Entecavir is probably the next drug to be approved for the treatment of HBV infection. It is a deoxyguanosine analogue specific for HBV and lacks any anti-HIV activity. It is one of the most potent anti-HBV agents examined so far [118,119] and shows a relatively good safety profile . Phase 3 trials are ongoing worldwide, including a few in HIV/HBV-co-infected patients. Virological responses are seen in patients with lamivudine-resistant HBV, although they tend to be slightly lower than in lamivudine-naive patients. Resistance to entecavir seems to result from the accumulation of multiple changes in the HBV polymerase, including those causing lamivudine resistance (Table 9) . For this reason, entecavir doses of 0.5 mg a day are recommended in drug-naive patients, but doses of 1.0 mg a day are preferred for patients with previous exposure to lamivudine [121,122]. Moreover, a dose of 1.0 mg a day will probably be recommended for HBV/HIV-co-infected individuals. Given the good safety profile of entecavir, including the absence of mitochondrial toxicity, and its lack of anti-HIV activity, it is likely that this drug will be the first oral product to manage HBV infection independently in HIV/HBV-co-infected patients.
Clevudine is a pyrimidine nucleoside analogue. Different doses were tested in 31 HBV-monoinfected patients . A 3 log viral load reduction was observed at week 4 of therapy, with normalization in ALT values in approximately 70% of patients .

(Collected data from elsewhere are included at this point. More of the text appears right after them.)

//! ProcessSessionHandler - advances a dispatched session.
//!
//! Runs the same way for inline and queued dispatch:
//!
//! 1. Re-fetch the session for (id, company). Missing → `NotFound`, nothing
//!    transitions.
//! 2. Skip if the session is already being processed here or is no longer
//!    PROCESSING, so a duplicated job cannot double-transition.
//! 3. Generate under the processing timeout.
//! 4. Re-fetch. If the topic or feedback changed while generating, the result
//!    is stale: generate again from the fresh copy, at most
//!    [`MAX_GENERATION_ROUNDS`] times.
//! 5. Success → store suggestions and an assistant message and move to
//!    AWAITING_REVIEW in one write. Error or timeout → FAILED.
//!
//! Errors never escape; they are reported in the [`ProcessingOutcome`]. When a
//! store call fails midway, the session is still moved to FAILED if it is
//! left in PROCESSING.

use std::collections::HashSet;
use std::sync::{Arc, Mutex, MutexGuard};
use std::time::Duration;

use async_trait::async_trait;
use tracing::{error, info, warn};

use crate::domain::foundation::{NotificationSessionStatus, SessionId};
use crate::domain::notification::{NotificationSession, SessionError};
use crate::ports::{ProcessingOutcome, SessionJob, SessionProcessor, SuggestionGenerator};

use super::SessionLifecycle;

/// Default generation deadline.
pub const DEFAULT_PROCESSING_TIMEOUT: Duration = Duration::from_secs(300);

/// Generation attempts per job when review input keeps changing underneath it.
pub const MAX_GENERATION_ROUNDS: usize = 3;

/// Processor behind both dispatch strategies.
pub struct ProcessSessionHandler {
    lifecycle: SessionLifecycle,
    generator: Arc<dyn SuggestionGenerator>,
    timeout: Duration,
    in_flight: Arc<Mutex<HashSet<SessionId>>>,
}

impl ProcessSessionHandler {
    pub fn new(lifecycle: SessionLifecycle, generator: Arc<dyn SuggestionGenerator>) -> Self {
        Self {
            lifecycle,
            generator,
            timeout: DEFAULT_PROCESSING_TIMEOUT,
            in_flight: Arc::new(Mutex::new(HashSet::new())),
        }
    }

    pub fn with_timeout(mut self, timeout: Duration) -> Self {
        self.timeout = timeout;
        self
    }

    fn claim(&self, id: SessionId) -> Option<InFlightGuard> {
        if !lock(&self.in_flight).insert(id) {
            return None;
        }
        Some(InFlightGuard {
            set: Arc::clone(&self.in_flight),
            id,
        })
    }

    async fn fetch(&self, job: &SessionJob) -> Result<Option<NotificationSession>, SessionError> {
        match self.lifecycle.get_session(&job.session_id, &job.company_id).await {
            Ok(session) => Ok(Some(session)),
            Err(SessionError::NotFound(_)) => Ok(None),
            Err(e) => Err(e),
        }
    }

    async fn run(&self, job: SessionJob) -> Result<ProcessingOutcome, SessionError> {
        let session_id = job.session_id;

        let Some(session) = self.fetch(&job).await? else {
            warn!(session_id = %session_id, "session vanished before processing");
            return Ok(ProcessingOutcome::NotFound { session_id });
        };

        let Some(_guard) = self.claim(session_id) else {
            return Ok(skipped(session_id, "already in flight"));
        };
        if session.status() != NotificationSessionStatus::Processing {
            return Ok(skipped(
                session_id,
                format!("status is {}", session.status()),
            ));
        }

        let mut basis = session;
        for round in 1..=MAX_GENERATION_ROUNDS {
            let generated =
                tokio::time::timeout(self.timeout, self.generator.generate(&basis)).await;

            // Re-read so review writes made during generation are kept.
            let Some(mut current) = self.fetch(&job).await? else {
                return Ok(ProcessingOutcome::NotFound { session_id });
            };
            if current.status() != NotificationSessionStatus::Processing {
                return Ok(skipped(
                    session_id,
                    format!("status changed to {} during generation", current.status()),
                ));
            }
            if inputs_changed(&basis, &current) {
                info!(
                    session_id = %session_id,
                    round,
                    topic_version = current.current_topic_version(),
                    "review input changed during generation, regenerating"
                );
                basis = current;
                continue;
            }

            let failure = match generated {
                Ok(Ok(suggestions)) => {
                    let count = suggestions.len();
                    match self.lifecycle.record_generation(&mut current, suggestions).await {
                        Ok(()) => {
                            return Ok(ProcessingOutcome::Completed {
                                session_id,
                                suggestions: count,
                            })
                        }
                        Err(SessionError::ConcurrentModification(_)) => {
                            // Written between our re-read and our write; start the round over.
                            continue;
                        }
                        Err(e) => return Err(e),
                    }
                }
                Ok(Err(e)) => e.message,
                Err(_) => format!(
                    "Processing timed out after {} seconds",
                    self.timeout.as_secs_f64()
                ),
            };

            return self.fail(current, failure).await;
        }

        let Some(current) = self.fetch(&job).await? else {
            return Ok(ProcessingOutcome::NotFound { session_id });
        };
        if current.status() != NotificationSessionStatus::Processing {
            return Ok(skipped(
                session_id,
                format!("status changed to {} during generation", current.status()),
            ));
        }
        self.fail(
            current,
            format!(
                "Session input kept changing over {} generation attempts",
                MAX_GENERATION_ROUNDS
            ),
        )
        .await
    }

    async fn fail(
        &self,
        mut session: NotificationSession,
        message: String,
    ) -> Result<ProcessingOutcome, SessionError> {
        error!(session_id = %session.id(), error = %message, "session processing failed");
        self.lifecycle
            .transition_status(&mut session, NotificationSessionStatus::Failed)
            .await?;
        Ok(ProcessingOutcome::Failed {
            session_id: *session.id(),
            message,
        })
    }

    /// Best-effort FAILED after `run` gave up on a store error.
    async fn mark_failed(&self, job: &SessionJob) {
        let mut session = match self.fetch(job).await {
            Ok(Some(session)) if session.status() == NotificationSessionStatus::Processing => {
                session
            }
            Ok(_) => return,
            Err(e) => {
                error!(session_id = %job.session_id, error = %e, "cannot reload session to mark it FAILED");
                return;
            }
        };

        if let Err(e) = self
            .lifecycle
            .transition_status(&mut session, NotificationSessionStatus::Failed)
            .await
        {
            error!(session_id = %job.session_id, error = %e, "failed to mark session FAILED");
        }
    }
}

#[async_trait]
impl SessionProcessor for ProcessSessionHandler {
    async fn process(&self, job: SessionJob) -> ProcessingOutcome {
        match self.run(job).await {
            Ok(outcome) => outcome,
            Err(e) => {
                error!(session_id = %job.session_id, error = %e, "session processing aborted");
                self.mark_failed(&job).await;
                ProcessingOutcome::Failed {
                    session_id: job.session_id,
                    message: e.message(),
                }
            }
        }
    }
}

/// Whether the admin changed what generation should be based on.
fn inputs_changed(basis: &NotificationSession, current: &NotificationSession) -> bool {
    basis.current_topic_version() != current.current_topic_version()
        || basis.feedback_history().len() != current.feedback_history().len()
}

fn skipped(session_id: SessionId, reason: impl Into<String>) -> ProcessingOutcome {
    let reason = reason.into();
    info!(session_id = %session_id, reason = %reason, "skipping session");
    ProcessingOutcome::Skipped { session_id, reason }
}

fn lock(set: &Mutex<HashSet<SessionId>>) -> MutexGuard<'_, HashSet<SessionId>> {
    set.lock().unwrap_or_else(|poisoned| poisoned.into_inner())
}

/// Releases the in-flight claim when processing ends, however it ends.
struct InFlightGuard {
    set: Arc<Mutex<HashSet<SessionId>>>,
    id: SessionId,
}

impl Drop for InFlightGuard {
    fn drop(&mut self) {
        lock(&self.set).remove(&self.id);
    }
}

Telbivudine is an L-nucleoside analogue of thymidine. At different doses (400 and 600 mg a day) it produces a more profound HBV-DNA reduction than lamivudine at 52 weeks in HBV-monoinfected patients [122,124]. However, the combination of lamivudine and telbivudine does not produce higher virological suppression than telbivudine alone. Moreover, those drugs share cross-resistance (Table 9). The rate of anti-HBeAg seroconversion appeared to be higher with telbivudine than with lamivudine (33 versus 28%), and lower when telbivudine and lamivudine are combined (17%). Finally, the proportion of patients who normalize transaminase levels is higher with telbivudine than with lamivudine (86 versus 63%) .
New nucleoside analogues show strong anti-HBV activity and do not inhibit HIV. They may be used as monotherapy in HBV/HIV-co-infected patients not taking antiretroviral drugs. Entecavir, clevudine and telbivudine are the most promising agents, with a good safety profile. The activity of clevudine and telbivudine is halted in the presence of YMDD mutants, whereas the activity of entecavir is only slightly reduced in the face of lamivudine resistance. None of these compounds show cross-resistance with adefovir or tenofovir. Particularly in combination, they may further improve efficacy and avoid viral breakthroughs. SCORE: C2.

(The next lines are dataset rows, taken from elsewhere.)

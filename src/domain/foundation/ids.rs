//! Strongly-typed identifier value objects.
//!
//! Every identifier in the notification domain is a UUID. Tenant and ownership
//! identifiers arrive from clients, so each type parses from its string form
//! and rejects anything that is not a well-formed UUID.

use serde::{Deserialize, Serialize};
use std::fmt;
use std::str::FromStr;
use uuid::Uuid;

/// Declares a UUID newtype with parsing, display and transparent serde.
///
/// The `generated` arm adds `new()` and `Default` for ids this service mints.
/// Ids that only ever come from callers (tenants, admins) omit it.
macro_rules! uuid_id {
    ($(#[$meta:meta])* $name:ident, generated) => {
        uuid_id!($(#[$meta])* $name);

        impl $name {
            pub fn new() -> Self {
                Self(Uuid::new_v4())
            }
        }

        impl Default for $name {
            fn default() -> Self {
                Self::new()
            }
        }
    };
    ($(#[$meta:meta])* $name:ident) => {
        $(#[$meta])*
        #[derive(Debug, Clone, Copy, PartialEq, Eq, Hash, Serialize, Deserialize)]
        #[serde(transparent)]
        pub struct $name(Uuid);

        impl $name {
            pub fn from_uuid(uuid: Uuid) -> Self {
                Self(uuid)
            }

            pub fn as_uuid(&self) -> &Uuid {
                &self.0
            }
        }

        impl fmt::Display for $name {
            fn fmt(&self, f: &mut fmt::Formatter<'_>) -> fmt::Result {
                fmt::Display::fmt(&self.0, f)
            }
        }

        impl FromStr for $name {
            type Err = uuid::Error;

            fn from_str(s: &str) -> Result<Self, Self::Err> {
                Uuid::parse_str(s).map(Self)
            }
        }
    };
}

uuid_id!(
    /// Unique identifier for a notification session.
    SessionId,
    generated
);

uuid_id!(
    /// Company (tenant) identifier. The isolation boundary for session visibility.
    CompanyId
);

uuid_id!(
    /// Identifier of the admin who initiated a session.
    AdminId
);

uuid_id!(
    /// Campaign a session drafts notifications for.
    CampaignId,
    generated
);

#[cfg(test)]
mod tests {
    use super::*;

    #[test]
    fn session_ids_are_unique() {
        assert_ne!(SessionId::new(), SessionId::new());
    }

    #[test]
    fn company_id_parses_well_formed_uuid() {
        let id: CompanyId = "11111111-1111-1111-1111-111111111111".parse().unwrap();
        assert_eq!(id.to_string(), "11111111-1111-1111-1111-111111111111");
    }

    #[test]
    fn malformed_input_is_rejected_for_every_id() {
        assert!("not-a-uuid".parse::<CompanyId>().is_err());
        assert!("".parse::<AdminId>().is_err());
        assert!("1234".parse::<CampaignId>().is_err());
        assert!("zzzzzzzz-1111-1111-1111-111111111111".parse::<SessionId>().is_err());
    }

    #[test]
    fn session_id_serializes_as_bare_string() {
        let id: SessionId = "33333333-3333-3333-3333-333333333333".parse().unwrap();
        let json = serde_json::to_string(&id).unwrap();
        assert_eq!(json, "\"33333333-3333-3333-3333-333333333333\"");
    }

    #[test]
    fn from_uuid_round_trips_through_as_uuid() {
        let raw = Uuid::new_v4();
        assert_eq!(AdminId::from_uuid(raw).as_uuid(), &raw);
    }
}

Significant liver enzyme elevations occur on average in 5–10% of HIV-positive patients who start triple antiretroviral therapy . The rate is higher in patients with underlying chronic hepatitis B [126–132]. Moreover, some drugs (i.e. nevirapine, efavirenz or ritonavir at full doses) cause hepatotoxicity more frequently than the rest [125,133]. Liver function tests should thus be closely monitored in patients who initiate antiretroviral treatment, particularly when some of the drugs mentioned above are administered to individuals with chronic hepatitis B.
Cumulative toxicity may explain the steady liver enzyme elevations when using some compounds. If not apparent shortly after beginning therapy, it may be manifested much later, often after 4–6 months on therapy. This has been seen with drugs such as nevirapine [134–136].
Liver enzyme elevations as a result of antiretroviral treatment may occur by other mechanisms than the direct injury of the drug(s) prescribed. Immune reconstitution phenomena and hypersensitivity reactions may account for some additional cases . In patients with low CD4 cell counts or high HIV-RNA titers, successful anti-HIV therapy may enhance the immune responses to such a degree that hepatic cells harbouring HBV antigens may be recognized and destroyed massively. As long as the patient remains asymptomatic and transaminase levels do not rise above 10 times the limit of normal values (grade 4 toxicity), treatment could be continued with close monitoring of laboratory values, as the return of liver enzymes to baseline values or even complete HBV clearance may occur [137,138]. On the other hand, allergic phenomena that may develop shortly after exposure to nevirapine, abacavir or amprenavir may be accompanied by liver enzyme elevations in the context of a more generalized reaction. The presence of underlying chronic hepatitis B does not seem to play a role in the occurrence of this phenomenon .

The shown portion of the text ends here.